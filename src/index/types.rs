//! Per-axis index specifications

use crate::dtype::Element;
use crate::error::{Error, Result};
use crate::runtime::Runtime;
use crate::tensor::Tensor;
use std::fmt;

/// A slice whose bounds and step may each be omitted
///
/// Omitted fields take their defaults during normalization, which depend on
/// the sign of the step (see [`normalize_slice`](super::normalize_slice)).
#[derive(Clone, Copy, Debug, Default, PartialEq, Eq, Hash)]
pub struct SliceSpec {
    /// First position, or `None` for the start of the traversal
    pub start: Option<isize>,
    /// One past the last position, or `None` for the end of the traversal
    pub stop: Option<isize>,
    /// Step, or `None` for 1
    pub step: Option<isize>,
}

impl SliceSpec {
    /// Slice with explicit optional fields
    pub const fn new(start: Option<isize>, stop: Option<isize>, step: Option<isize>) -> Self {
        Self { start, stop, step }
    }

    /// The whole axis (`:`)
    pub const fn full() -> Self {
        Self::new(None, None, None)
    }

    /// `start:stop`
    pub const fn range(start: isize, stop: isize) -> Self {
        Self::new(Some(start), Some(stop), None)
    }

    /// The whole axis walked backwards (`::-1`)
    pub const fn reversed() -> Self {
        Self::new(None, None, Some(-1))
    }
}

/// Index applied to one axis
#[derive(Clone, Copy, Debug, PartialEq, Eq, Hash)]
pub enum IndexSpec {
    /// Select one position; the axis disappears from the result
    Integer(i64),
    /// Select a strided range; the axis stays
    Slice(SliceSpec),
    /// Integer resolved at run time from a scalar tensor
    RuntimeScalar(i64),
    /// Insert a unit axis without consuming one
    NewAxis,
}

impl IndexSpec {
    /// Integer index read from a single-element integer tensor
    pub fn from_scalar_tensor<R: Runtime>(tensor: &Tensor<R>) -> Result<Self> {
        let dtype = tensor.dtype();
        if !dtype.is_int() {
            return Err(Error::dimension(format!(
                "runtime index must be an integer scalar, got {}",
                dtype
            )));
        }
        if tensor.numel() != 1 {
            return Err(Error::dimension(format!(
                "runtime index must hold one element, got shape {:?}",
                tensor.shape()
            )));
        }
        let value = crate::dispatch_int_dtype!(dtype, T => {
            tensor.item::<T>().map(|i| i.to_i64().unwrap_or(i64::MAX))
        }, "runtime index")?;
        Ok(Self::RuntimeScalar(value))
    }

    /// Whether this entry consumes an axis of the indexed tensor
    pub fn consumes_axis(&self) -> bool {
        !matches!(self, Self::NewAxis)
    }
}

impl fmt::Display for SliceSpec {
    fn fmt(&self, f: &mut fmt::Formatter<'_>) -> fmt::Result {
        if let Some(start) = self.start {
            write!(f, "{}", start)?;
        }
        write!(f, ":")?;
        if let Some(stop) = self.stop {
            write!(f, "{}", stop)?;
        }
        if let Some(step) = self.step {
            write!(f, ":{}", step)?;
        }
        Ok(())
    }
}

impl fmt::Display for IndexSpec {
    fn fmt(&self, f: &mut fmt::Formatter<'_>) -> fmt::Result {
        match self {
            Self::Integer(i) | Self::RuntimeScalar(i) => write!(f, "{}", i),
            Self::Slice(s) => write!(f, "{}", s),
            Self::NewAxis => write!(f, "newaxis"),
        }
    }
}

impl From<SliceSpec> for IndexSpec {
    fn from(slice: SliceSpec) -> Self {
        Self::Slice(slice)
    }
}

impl From<i64> for IndexSpec {
    fn from(i: i64) -> Self {
        Self::Integer(i)
    }
}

TASK TO COMPLETE —
Pull every line containing "Some" from the data.

ANSWER BOX —
        Self::new(Some(start), Some(stop), None)
        Self::new(None, None, Some(-1))
        if let Some(start) = self.start {
        if let Some(stop) = self.stop {
        if let Some(step) = self.step {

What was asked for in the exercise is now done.